Lorsqu’une centrale syndicale entreprend un processus de négociation, son plan de match se joue à trois niveaux : ses objectifs, sa stratégie, mais surtout son axe principal de communication.

C’est lui que nous percevons et qui est véhiculé dans les médias. C’est lui que nous allons retenir de l’ensemble de la démarche. Le syndicat cherche à positionner sa quête et à justifier officiellement ce qu’il cherche à obtenir.

Jusqu’à la fin des années 80, l’axe de communication des centrales syndicales était, la plupart du temps, l’amélioration du salaire des employés. C’était l’époque des grandes mobilisations. Entre 1970 et 1990, c’était aussi l’époque où la presse s’est beaucoup intéressée aux aspects normatifs des syndiqués. Il s’agit là des éléments liés aux conditions de travail qui excluent la rémunération.

Au tournant du XXIsiècle, l’axe dominant des grandes négociations publiques a tourné autour de la qualité du service aux bénéficiaires. Les syndicats n’avaient tout à coup pas d’autres intérêts que celui des clientèles. Elles se disaient très inquiètes de la qualité de l’enseignement, des soins et de l’ensemble des services.

À la même époque, le monde syndical a fait l’objet d’une des couvertures les plus négatives de son histoire contemporaine. Entre 2008 et 2009, l’ensemble des centrales souffraient d’un douloureux amalgame. On les accusait d’avoir trop de pouvoir, d’entretenir un climat malsain et de prendre les populations en otage. On s’est même mis à associer le crime organisé au monde syndical.

C’est alors qu’est apparu un nouvel axe de communication, plus humain, mieux orienté sur les préoccupations citoyennes modernes : l’épuisement professionnel.

Depuis 2014, l’épuisement professionnel associé aux négociations de conventions collectives a connu une croissance annuelle moyenne de 42 %. Depuis quatre ans, il s’est accru de 153 %. 

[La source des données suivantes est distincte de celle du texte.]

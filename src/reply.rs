use crate::models::{StructuredReply, ToolCall, ACTION_FINAL_RESPONSE, ACTION_TOOL_CALL};
use serde_json::Value;

/// Classification of one raw assistant turn.
///
/// `Malformed` is recoverable: the controller appends the corrective
/// instruction and asks again. `Invalid` means the text was a well-formed
/// object that still violates the structured-reply invariant; that is
/// terminal for the turn.
pub enum Interpretation {
    Malformed { correction: String },
    Invalid { defect: String },
    ToolCalls { reply: StructuredReply, calls: Vec<ToolCall> },
    Final { reply: StructuredReply },
}

const STRICT_FORMAT_CORRECTION: &str = "Respond with a single JSON object only, no surrounding \
text. Format: {\"thinking\": \"...\", \"action\": \"tool_call\" | \"final_response\", ...}";

pub fn interpret(content: &str) -> Interpretation {
    let trimmed = content.trim();

    if !trimmed.starts_with('{') {
        return Interpretation::Malformed {
            correction: STRICT_FORMAT_CORRECTION.to_string(),
        };
    }

    let value: Value = match serde_json::from_str(trimmed) {
        Ok(value) => value,
        Err(e) => {
            return Interpretation::Malformed {
                correction: format!(
                    "JSON parse error: {}. Return a single valid JSON object. Format: \
                     {{\"thinking\": \"...\", \"action\": \"...\", ...}}",
                    e
                ),
            }
        }
    };

    let reply: StructuredReply = match serde_json::from_value(value) {
        Ok(reply) => reply,
        Err(e) => {
            return Interpretation::Invalid {
                defect: format!("reply fields have the wrong shape: {}", e),
            }
        }
    };

    match reply.action.as_str() {
        ACTION_TOOL_CALL => match reply.tool_calls.clone() {
            Some(calls) if !calls.is_empty() => Interpretation::ToolCalls { reply, calls },
            _ => Interpretation::Invalid {
                defect: "action is \"tool_call\" but tool_calls is missing or empty".to_string(),
            },
        },
        ACTION_FINAL_RESPONSE => {
            if reply.response.is_some() {
                Interpretation::Final { reply }
            } else {
                Interpretation::Invalid {
                    defect: "action is \"final_response\" but response is missing".to_string(),
                }
            }
        }
        other => Interpretation::Invalid {
            defect: format!("missing or unknown action: {:?}", other),
        },
    }
}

L’épuisement professionnel est le sujet qui a connu la plus forte croissance dans l’espace médiatique quand il est question de conventions de travail.

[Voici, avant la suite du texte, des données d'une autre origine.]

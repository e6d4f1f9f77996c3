pub mod calc;
pub mod files;
pub mod monitor;
pub mod net;
pub mod paths;
mod registry;
pub mod shell;
pub mod system;
pub mod timers;
pub mod web;

pub use registry::{canonical_name, Capability, CapabilityRegistry};
pub use timers::TimerSet;

use std::path::PathBuf;
use std::sync::Mutex;

/// Per-session state threaded through every capability call. Each accepted
/// connection owns exactly one of these; nothing here is shared across
/// sessions.
pub struct SessionContext {
    working_dir: Mutex<PathBuf>,
    pub timers: TimerSet,
    pub shell_timeout: u64,
    pub verbose: bool,
}

impl SessionContext {
    pub fn new(shell_timeout: u64, verbose: bool) -> Self {
        let working_dir = std::env::current_dir().unwrap_or_else(|_| PathBuf::from("/"));
        Self {
            working_dir: Mutex::new(working_dir),
            timers: TimerSet::new(),
            shell_timeout,
            verbose,
        }
    }

    pub fn working_dir(&self) -> PathBuf {
        self.working_dir
            .lock()
            .map(|dir| dir.clone())
            .unwrap_or_else(|_| PathBuf::from("/"))
    }

    pub fn set_working_dir(&self, dir: PathBuf) {
        if let Ok(mut guard) = self.working_dir.lock() {
            *guard = dir;
        }
    }
}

En fait, si je vous présentais un résumé médiatique des différentes négociations de conventions de travail depuis quatre ans, on pourrait croire que le Québec en entier est sur le bord de l’épuisement. C’est devenu LA saveur du jour pour faire valoir sa cause. La formule pour avoir du succès.

Attention. Je ne minimise pas l’importance du phénomène. Je suis même ravi de découvrir que la santé mentale est enfin sortie du placard. Depuis cinq ans, son poids médias a gagné 43 %. On en parle enfin ouvertement dans nos familles, dans les médias et au travail.

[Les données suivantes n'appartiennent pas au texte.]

use serde_json::{Map, Value};
use std::path::{Path, PathBuf};

/// Argument keys that carry filesystem paths and get normalized before
/// dispatch.
pub fn is_path_key(key: &str) -> bool {
    key.contains("path") || key.contains("dir") || key.contains("file")
}

/// Resolve a user-provided path to an absolute one: expand a leading `~`
/// against the home directory, otherwise resolve relative paths against the
/// session working directory. Purely lexical; the target may not exist yet.
pub fn normalize_path(raw: &str, working_dir: &Path) -> PathBuf {
    if let Some(rest) = raw.strip_prefix('~') {
        if let Some(home) = dirs::home_dir() {
            let rest = rest.trim_start_matches('/');
            return if rest.is_empty() {
                home
            } else {
                home.join(rest)
            };
        }
    }

    let path = PathBuf::from(raw);
    if path.is_absolute() {
        path
    } else {
        working_dir.join(path)
    }
}

/// Rewrite every path-like string argument in place to its normalized
/// absolute form. Non-string values are left untouched.
pub fn normalize_arguments(arguments: &mut Map<String, Value>, working_dir: &Path) {
    for (key, value) in arguments.iter_mut() {
        if !is_path_key(key) {
            continue;
        }
        if let Value::String(raw) = value {
            let normalized = normalize_path(raw, working_dir);
            *value = Value::String(normalized.to_string_lossy().into_owned());
        }
    }
}

/// Fetch a required string argument, with the uniform error text handlers
/// return for missing inputs.
pub fn require_str<'a>(args: &'a Value, key: &str) -> Result<&'a str, String> {
    args.get(key)
        .and_then(|v| v.as_str())
        .ok_or_else(|| format!("Missing required argument: {}", key))
}

pub fn optional_str<'a>(args: &'a Value, key: &str) -> Option<&'a str> {
    args.get(key).and_then(|v| v.as_str())
}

Pourquoi alors m’inquiéter ?

N’importe quelle mode a une espérance de vie très courte. Une formule tout usage banalise notre intérêt pour un sujet. Pensez à l’environnement. Depuis qu’on a démocratisé le sujet et que tout le monde y va de ses théories politiques, économiques et sociales, le thème a perdu près de 66 % de sa vélocité médiatique.

À force d’entendre et de lire que toutes les professions représentées par les grandes centrales syndicales sont menacées par l’Armageddon, on risque de ne plus y croire. 

Utiliser le même message à outrance favorise l’usure médiatique, la banalisation ou simplement le syndrome de celui qui crie au loup.

Certes, il faut s’inquiéter de la santé mentale de nos travailleurs. Toutefois, entendez-vous souvent parler d’épuisement professionnel chez les travailleurs saisonniers, les gestionnaires ou les travailleurs autonomes ? Qu’en est-il de ceux qui n’ont pas les moyens de crier haut et fort qu’ils sont épuisés ? Souvent, ce sont ceux qui n’ont pas les moyens d’être épuisés.

En usant ainsi la formule, ne risque-t-on pas d’affecter l’équité de la santé mentale qui profite enfin d’une reconnaissance importante dans notre société ? Ceux et celles qui seront véritablement épuisés, en dépression, en retrait professionnel, bénéficieront-ils de la même sympathie une fois qu’on aura épuisé médiatiquement le concept lui-même ?

Et quel sera le prochain axe de communication du moment ? Le bonheur des milléniaux ?

Étonnamment, lorsque les médias s’intéressent à la résolution de la plupart des conflits de travail depuis quatre ans, on rapporte une entente autour des salaires, des congés et des conditions de travail, mais il n’est alors plus question d’épuisement professionnel.